* [Exercise prompt] Are you able to quote each entry exactly as written?

(Items listed in a dataset)
_ _ _ _
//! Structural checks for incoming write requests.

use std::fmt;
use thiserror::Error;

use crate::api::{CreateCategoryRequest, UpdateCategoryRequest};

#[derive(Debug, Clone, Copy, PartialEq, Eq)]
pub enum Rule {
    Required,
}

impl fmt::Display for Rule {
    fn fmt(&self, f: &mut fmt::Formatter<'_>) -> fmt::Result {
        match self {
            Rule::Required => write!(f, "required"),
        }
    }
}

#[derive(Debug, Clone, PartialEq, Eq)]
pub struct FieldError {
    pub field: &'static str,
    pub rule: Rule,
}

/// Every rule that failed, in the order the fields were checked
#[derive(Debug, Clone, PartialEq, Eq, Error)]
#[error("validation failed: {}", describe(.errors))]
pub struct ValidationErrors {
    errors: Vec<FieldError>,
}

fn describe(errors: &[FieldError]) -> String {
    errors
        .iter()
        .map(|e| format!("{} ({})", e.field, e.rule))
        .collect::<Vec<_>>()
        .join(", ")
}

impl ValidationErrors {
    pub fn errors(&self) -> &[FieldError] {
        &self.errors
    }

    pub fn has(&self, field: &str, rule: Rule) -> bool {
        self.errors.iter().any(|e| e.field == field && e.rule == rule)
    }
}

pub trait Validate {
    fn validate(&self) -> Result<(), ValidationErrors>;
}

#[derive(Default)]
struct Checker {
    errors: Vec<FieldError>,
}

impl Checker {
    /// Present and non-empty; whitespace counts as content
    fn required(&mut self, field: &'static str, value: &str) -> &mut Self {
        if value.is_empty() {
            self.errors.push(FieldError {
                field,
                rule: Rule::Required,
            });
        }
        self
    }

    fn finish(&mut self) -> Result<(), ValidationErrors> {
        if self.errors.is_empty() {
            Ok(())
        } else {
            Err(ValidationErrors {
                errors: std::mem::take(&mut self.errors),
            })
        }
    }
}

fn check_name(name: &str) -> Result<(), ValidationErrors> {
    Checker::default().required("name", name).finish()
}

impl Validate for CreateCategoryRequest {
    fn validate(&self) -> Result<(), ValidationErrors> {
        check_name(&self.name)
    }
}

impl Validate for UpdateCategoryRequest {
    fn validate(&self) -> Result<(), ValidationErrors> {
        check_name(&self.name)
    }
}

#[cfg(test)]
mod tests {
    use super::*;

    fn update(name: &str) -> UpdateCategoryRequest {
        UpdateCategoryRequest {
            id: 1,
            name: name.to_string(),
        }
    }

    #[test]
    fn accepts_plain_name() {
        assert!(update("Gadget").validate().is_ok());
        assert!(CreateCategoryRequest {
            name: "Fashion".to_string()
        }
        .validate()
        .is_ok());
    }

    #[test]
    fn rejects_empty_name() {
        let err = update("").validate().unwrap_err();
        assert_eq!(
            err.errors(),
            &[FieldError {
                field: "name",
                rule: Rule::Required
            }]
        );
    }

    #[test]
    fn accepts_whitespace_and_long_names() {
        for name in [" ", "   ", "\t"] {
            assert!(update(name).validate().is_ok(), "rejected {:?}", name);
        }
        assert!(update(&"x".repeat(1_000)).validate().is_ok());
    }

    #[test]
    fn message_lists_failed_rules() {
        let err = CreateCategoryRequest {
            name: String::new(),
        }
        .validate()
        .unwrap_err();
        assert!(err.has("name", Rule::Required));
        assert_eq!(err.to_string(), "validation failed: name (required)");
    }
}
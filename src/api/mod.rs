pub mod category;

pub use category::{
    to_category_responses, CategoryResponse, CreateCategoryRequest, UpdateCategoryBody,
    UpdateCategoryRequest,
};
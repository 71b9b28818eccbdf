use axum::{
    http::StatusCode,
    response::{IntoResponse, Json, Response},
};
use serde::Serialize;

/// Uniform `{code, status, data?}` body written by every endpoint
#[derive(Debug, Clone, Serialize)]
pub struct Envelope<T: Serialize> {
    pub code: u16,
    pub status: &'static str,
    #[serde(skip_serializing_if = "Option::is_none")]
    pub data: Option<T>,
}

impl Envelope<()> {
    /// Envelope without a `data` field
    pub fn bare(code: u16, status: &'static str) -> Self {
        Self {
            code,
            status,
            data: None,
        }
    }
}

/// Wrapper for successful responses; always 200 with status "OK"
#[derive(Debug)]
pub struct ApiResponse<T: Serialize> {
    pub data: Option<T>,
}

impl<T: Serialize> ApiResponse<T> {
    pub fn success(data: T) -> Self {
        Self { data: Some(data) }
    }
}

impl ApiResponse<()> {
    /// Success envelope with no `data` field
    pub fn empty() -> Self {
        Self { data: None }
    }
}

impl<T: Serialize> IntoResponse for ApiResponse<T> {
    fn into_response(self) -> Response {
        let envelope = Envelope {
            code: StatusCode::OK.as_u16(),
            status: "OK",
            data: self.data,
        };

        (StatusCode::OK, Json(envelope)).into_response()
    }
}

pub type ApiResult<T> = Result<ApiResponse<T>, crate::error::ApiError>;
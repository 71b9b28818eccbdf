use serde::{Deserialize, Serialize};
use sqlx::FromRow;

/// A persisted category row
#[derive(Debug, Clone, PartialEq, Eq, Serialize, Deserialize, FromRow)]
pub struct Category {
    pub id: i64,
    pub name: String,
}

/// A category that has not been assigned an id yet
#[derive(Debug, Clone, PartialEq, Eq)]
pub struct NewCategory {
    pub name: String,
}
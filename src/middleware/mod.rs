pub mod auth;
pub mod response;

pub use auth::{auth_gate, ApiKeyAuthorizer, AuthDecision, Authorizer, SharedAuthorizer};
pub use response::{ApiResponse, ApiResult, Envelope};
_ _ _ _
* [Answer]
//! Structural checks for incoming write requests.

use std::fmt;
use thiserror::Error;

use crate::api::{CreateCategoryRequest, UpdateCategoryRequest};

#[derive(Debug, Clone, Copy, PartialEq, Eq)]
pub enum Rule {
    Required,
}

impl fmt::Display for Rule {
    fn fmt(&self, f: &mut fmt::Formatter<'_>) -> fmt::Result {
        match self {
            Rule::Required => write!(f, "required"),
        }
    }
}

#[derive(Debug, Clone, PartialEq, Eq)]
pub struct FieldError {
    pub field: &'static str,
    pub rule: Rule,
}

/// Every rule that failed, in the order the fields were checked
#[derive(Debug, Clone, PartialEq, Eq, Error)]
#[error("validation failed: {}", describe(.errors))]
pub struct ValidationErrors {
    errors: Vec<FieldError>,
}

fn describe(errors: &[FieldError]) -> String {
    errors
        .iter()
        .map(|e| format!("{} ({})", e.field, e.rule))
        .collect::<Vec<_>>()
        .join(", ")
}

impl ValidationErrors {
    pub fn errors(&self) -> &[FieldError] {
        &self.errors
    }

    pub fn has(&self, field: &str, rule: Rule) -> bool {
        self.errors.iter().any(|e| e.field == field && e.rule == rule)
    }
}

pub trait Validate {
    fn validate(&self) -> Result<(), ValidationErrors>;
}

#[derive(Default)]
struct Checker {
    errors: Vec<FieldError>,
}

impl Checker {
    /// Present and non-empty; whitespace counts as content
    fn required(&mut self, field: &'static str, value: &str) -> &mut Self {
        if value.is_empty() {
            self.errors.push(FieldError {
                field,
                rule: Rule::Required,
            });
        }
        self
    }

    fn finish(&mut self) -> Result<(), ValidationErrors> {
        if self.errors.is_empty() {
            Ok(())
        } else {
            Err(ValidationErrors {
                errors: std::mem::take(&mut self.errors),
            })
        }
    }
}

fn check_name(name: &str) -> Result<(), ValidationErrors> {
    Checker::default().required("name", name).finish()
}

impl Validate for CreateCategoryRequest {
    fn validate(&self) -> Result<(), ValidationErrors> {
        check_name(&self.name)
    }
}

impl Validate for UpdateCategoryRequest {
    fn validate(&self) -> Result<(), ValidationErrors> {
        check_name(&self.name)
    }
}

#[cfg(test)]
mod tests {
    use super::*;

    fn update(name: &str) -> UpdateCategoryRequest {
        UpdateCategoryRequest {
            id: 1,
            name: name.to_string(),
        }
    }

    #[test]
    fn accepts_plain_name() {
        assert!(update("Gadget").validate().is_ok());
        assert!(CreateCategoryRequest {
            name: "Fashion".to_string()
        }
        .validate()
        .is_ok());
    }

    #[test]
    fn rejects_empty_name() {
        let err = update("").validate().unwrap_err();
        assert_eq!(
            err.errors(),
            &[FieldError {
                field: "name",
                rule: Rule::Required
            }]
        );
    }

    #[test]
    fn accepts_whitespace_and_long_names() {
        for name in [" ", "   ", "\t"] {
            assert!(update(name).validate().is_ok(), "rejected {:?}", name);
        }
        assert!(update(&"x".repeat(1_000)).validate().is_ok());
    }

    #[test]
    fn message_lists_failed_rules() {
        let err = CreateCategoryRequest {
            name: String::new(),
        }
        .validate()
        .unwrap_err();
        assert!(err.has("name", Rule::Required));
        assert_eq!(err.to_string(), "validation failed: name (required)");
    }
}
filename src/api/mod.rs
pub mod category;

pub use category::{
    to_category_responses, CategoryResponse, CreateCategoryRequest, UpdateCategoryBody,
    UpdateCategoryRequest,
};
repository 71b9b28818eccbdf
use axum::{
    http::StatusCode,
    response::{IntoResponse, Json, Response},
};
use serde::Serialize;

/// Uniform `{code, status, data?}` body written by every endpoint
#[derive(Debug, Clone, Serialize)]
pub struct Envelope<T: Serialize> {
    pub code: u16,
    pub status: &'static str,
    #[serde(skip_serializing_if = "Option::is_none")]
    pub data: Option<T>,
}

impl Envelope<()> {
    /// Envelope without a `data` field
    pub fn bare(code: u16, status: &'static str) -> Self {
        Self {
            code,
            status,
            data: None,
        }
    }
}

/// Wrapper for successful responses; always 200 with status "OK"
#[derive(Debug)]
pub struct ApiResponse<T: Serialize> {
    pub data: Option<T>,
}

impl<T: Serialize> ApiResponse<T> {
    pub fn success(data: T) -> Self {
        Self { data: Some(data) }
    }
}

impl ApiResponse<()> {
    /// Success envelope with no `data` field
    pub fn empty() -> Self {
        Self { data: None }
    }
}

impl<T: Serialize> IntoResponse for ApiResponse<T> {
    fn into_response(self) -> Response {
        let envelope = Envelope {
            code: StatusCode::OK.as_u16(),
            status: "OK",
            data: self.data,
        };

        (StatusCode::OK, Json(envelope)).into_response()
    }
}

pub type ApiResult<T> = Result<ApiResponse<T>, crate::error::ApiError>;
repository 71b9b28818eccbdf
use serde::{Deserialize, Serialize};
use sqlx::FromRow;

/// A persisted category row
#[derive(Debug, Clone, PartialEq, Eq, Serialize, Deserialize, FromRow)]
pub struct Category {
    pub id: i64,
    pub name: String,
}

/// A category that has not been assigned an id yet
#[derive(Debug, Clone, PartialEq, Eq)]
pub struct NewCategory {
    pub name: String,
}
filename src/middleware/mod.rs
pub mod auth;
pub mod response;

pub use auth::{auth_gate, ApiKeyAuthorizer, AuthDecision, Authorizer, SharedAuthorizer};
pub use response::{ApiResponse, ApiResult, Envelope};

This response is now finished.